La Patria Perdida, dirigida por Vladimir Perišić, es un film que narra lo concreto, particular, personal y cotidiano de una familia serbia a la que paralela y progresivamente le irán afectando los hechos políticos que se suceden, dinamitando un vínculo emocional que se pensaba inquebrantable. Trazado familiar que irá conectado también de forma inversa con el clímax político: según se desmoronan los lazos de familia, la situación política irá paso a paso decayendo y sucumbiendo ante la violencia y el odio. Nada puede separar a esta familia serbia -y a todas las demás- del futuro inexorable de los hechos políticos, al igual que el destino político no podrá desvincularse de la realidad social. Una paradoja en la que la indeterminación de la causa desencadenante de los acontecimientos encerrará a los personajes ante un dilema que no podrán resolver y que conducirá de forma inextricable a un desenlace de caos y muerte.
El cineasta serbio es plenamente consciente de su corpus narrativo y lógico, algo que imbrica a la perfección con la forma y la mirada que toma el film. Todo está latente y subrepticiamente presente en sus imágenes: colorimetría saturada, tonos cálidos, una gran textura en la superficie (rodada en 16 mm), pero casi siempre se presenta con una clave de luz baja, todo sucede en la oscuridad, pero a la luz de todos los ojos… En contraposición a la efervescencia del entorno, la cámara se erige como la figura de lo inerme: ante la tensión proclive de los dos bloques, sólo nos quedan miradas fijas, panorámicas de seguimiento y muy contados travellings descriptivos que no hacen más que evidenciar la impotencia e impasibilidad de unos personajes que vagan hacia el abismo. Vladimir Perišić apuesta por un formato 1.85:1 en lo que, para mí, es, de nuevo, una clara apuesta por la horizontalidad y la compleja amplitud del conflicto de los Balcanes. La construcción del film percute en una dirección: la mirada omnisciente de un adolescente cuya única virtud brindada es él mismo, el observador impotente que no puede hacer más que mirar y ser consciente de que su mundo colapsa; la pasividad de lo que ya está escrito. Stefan es toda una generación que se le impidió crecer bajo el manto de una paz falsamente promulgada en 1945, una presa obligada a dinamitar forzadamente la división entre el agua de la inocencia y el agua del descreimiento. En este entorno no hay espacio para el amor, Stefan intenta aferrarse al amor hacia su madre, pero que este irá poco a poco evaporándose en cuanto la vida (socio-política) se adentra entre ellos dos. A la trama se le añade un romance juvenil, que he de reconocer, que tras salir de la proyección, juzgué como innecesario y factor que lastraba el ritmo; pero que tras reflexionar su adecuación, es precisamente la constatación de que a Stefan se le ha robado incluso el contacto con el amor de juventud, la pasión y la carnalidad de la ternura femenina. El film en su conjunto está armado de forma sólida y coherente, no intenta agradar a un público deseoso de buscar una salida, una mano que auxilie el calvario que se avecina… Una realidad cruda en la que la salvación se ha perdido y que, tal vez, la única redención y sublimación del horror sea la caída; algo que recuerda indefectiblemente a Mouchette de Robert Bresson.

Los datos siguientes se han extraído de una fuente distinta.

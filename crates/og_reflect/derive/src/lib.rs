//! See the [`Reflect`] derive macro.
#![cfg_attr(docsrs, feature(doc_cfg))]
#![allow(clippy::std_instead_of_core, reason = "proc-macro lib")]

use proc_macro::TokenStream;
use syn::{DeriveInput, parse_macro_input};

static REFLECT_ATTRIBUTE_NAME: &str = "reflect";

// -----------------------------------------------------------------------------
// Modules

mod derive_data;
mod impls;
mod path;

// -----------------------------------------------------------------------------
// Macros

/// # Full Reflection Derive
///
/// `#[derive(Reflect)]` implements `TypePath`, `Typed`, `Reflect`,
/// `GetTypeMeta` and `FromReflect`, plus the shape trait matching the
/// item:
///
/// - named structs and unit structs: `Struct`
/// - tuple structs: `Tuple`
/// - field-less enums: `Enum`
/// - `#[reflect(opaque)]` types: nothing, they are inspected as a whole
///
/// Generic types are not supported.
///
/// ## Type Path
///
/// The default type path is `module_path!()` followed by the ident.
/// Override it with `#[reflect(type_path = "my_crate::foo::Bar")]`;
/// the type name is the last segment.
///
/// ## Available Traits
///
/// ```rust, ignore
/// #[derive(Reflect, Default, Clone)]
/// #[reflect(default, clone)]
/// struct A { /* ... */ }
/// ```
///
/// - `default`: the type implements `Default`. Registers `TypeTraitDefault`,
///   and decoders start from the default value, so any field may be absent.
/// - `clone`: the type implements `Clone`, used by `reflect_clone`.
///   Required for opaque types.
/// - `serde`: the type implements `serde::Serialize` and `serde::Deserialize`.
///   Registers `TypeTraitSerialize` and `TypeTraitDeserialize`; encoders
///   then hand the value to serde instead of walking its fields.
///
/// ## Opaque
///
/// `#[reflect(opaque, clone)]` hides the fields. The value is reflected as
/// an indivisible whole.
///
/// ## Fields
///
/// - `#[reflect(ignore)]`: the field is invisible to reflection. It is
///   filled with `Default::default()` when rebuilding the value.
/// - `#[reflect(default)]`: the field may be absent; uses `Default::default()`.
/// - `#[reflect(default = path::to::fn)]`: the field may be absent; uses `fn()`.
///
/// Fields of type `Option<T>` may always be absent.
///
/// ## Custom Attributes
///
/// `#[reflect(@Expr)]` stores any reflected value in the type info. It can
/// be applied at the type, field and variant levels. Attributes are stored
/// by type, so a later attribute replaces an earlier one of the same type.
///
/// ```rust, ignore
/// #[derive(Reflect)]
/// #[reflect(@JsonName("point"))]
/// struct Point {
///     #[reflect(@JsonName("X"))]
///     x: f64,
///     #[reflect(@JsonIgnore)]
///     cache: Option<f64>,
/// }
/// ```
#[proc_macro_derive(Reflect, attributes(reflect))]
pub fn derive_full_reflect(input: TokenStream) -> TokenStream {
    let ast = parse_macro_input!(input as DeriveInput);

    impls::match_reflect_impls(ast)
}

Serbia, 1996. Durante las manifestaciones estudiantiles contra el régimen de Milosević, Stefan, de 15 años, tiene que pasar por la revolución más dura de todas. Tiene que enfrentarse a su amada madre, portavoz y cómplice del gobierno corrupto contra el que se levantan sus amigos.
La Patria Perdida es una de las mejores opciones del catálogo de junio. Un film con un acabado artístico y narrativo notable, y que yéndonos a una óptica social y política, es urgentemente necesario reivindicarlo ante la virulencia y las pasiones desaforadas que pueden llevar a Europa, Oriente Próximo y al mundo a la destrucción total.